(Stored data entries)
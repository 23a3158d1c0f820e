//! # Arena Collision
//!
//! Real-time 2D collision core: shape intersection with layer-masked
//! filtering, attack-hitbox construction, and a uniform-grid broad phase.
//!
//! ## Architecture
//!
//! ```text
//! ┌─────────────────────────────────────────────────────────────┐
//! │                     ARENA COLLISION                         │
//! ├─────────────────────────────────────────────────────────────┤
//! │  core/             - Math primitives                        │
//! │  └── vec2.rs       - f32 2D vector                          │
//! │                                                             │
//! │  collision/        - Narrow phase                           │
//! │  ├── layer.rs      - 32-bit layer/mask taxonomy             │
//! │  ├── collider.rs   - Shape-tagged collider record           │
//! │  ├── intersect.rs  - Pairwise tests, normals, sliding       │
//! │  ├── shapes.rs     - Attack-shape factory and presets       │
//! │  └── cache.rs      - Named shape-template registry          │
//! │                                                             │
//! │  spatial/          - Broad phase                            │
//! │  ├── grid.rs       - Uniform hash grid                      │
//! │  └── system.rs     - Shared index + exact queries           │
//! └─────────────────────────────────────────────────────────────┘
//! ```
//!
//! ## Usage Model
//!
//! The crate is a synchronous library driven from the simulation loop:
//! pairwise tests for melee hits and triggers go through
//! [`collision::test`], "who is near X" questions go through the
//! [`spatial::SpatialSystem`] broad phase and are confirmed by the narrow
//! phase. The only structures safe to touch from other threads are the
//! spatial system and the shape cache, both behind reader/writer locks.
//!
//! Negative answers are values, not errors: a layer mismatch, a disabled
//! collider, a degenerate polygon, and an unknown shape name all resolve
//! to `false`, an empty list, or a fallback collider.

#![warn(missing_docs)]
#![warn(clippy::all)]
#![deny(unsafe_code)]

pub mod core;
pub mod collision;
pub mod spatial;

// Re-export commonly used types
pub use crate::core::Vec2;
pub use collision::{can_interact, collision_normal, slide_vector, test, Collider, Layer, Shape};
pub use collision::{AttackShape, AttackShapeCache, SpriteGeometry};
pub use spatial::{PositionSource, SpatialGrid, SpatialSystem};

/// Crate version
pub const VERSION: &str = env!("CARGO_PKG_VERSION");

/// Default grid cell size, sized for arena characters with query radii in
/// the 8-16 unit range (2-4x the typical query radius works well).
pub const DEFAULT_CELL_SIZE: f32 = 32.0;
//! Core math primitives.
//!
//! Shared geometry building blocks used by both the narrow phase and the
//! spatial index.

pub mod vec2;

// Re-export core types
pub use vec2::Vec2;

#### [Prompt]
Wherever the string "types" appears in the data above, report the whole line.

#### [Response to this task]
// Re-export commonly used types
// Re-export core types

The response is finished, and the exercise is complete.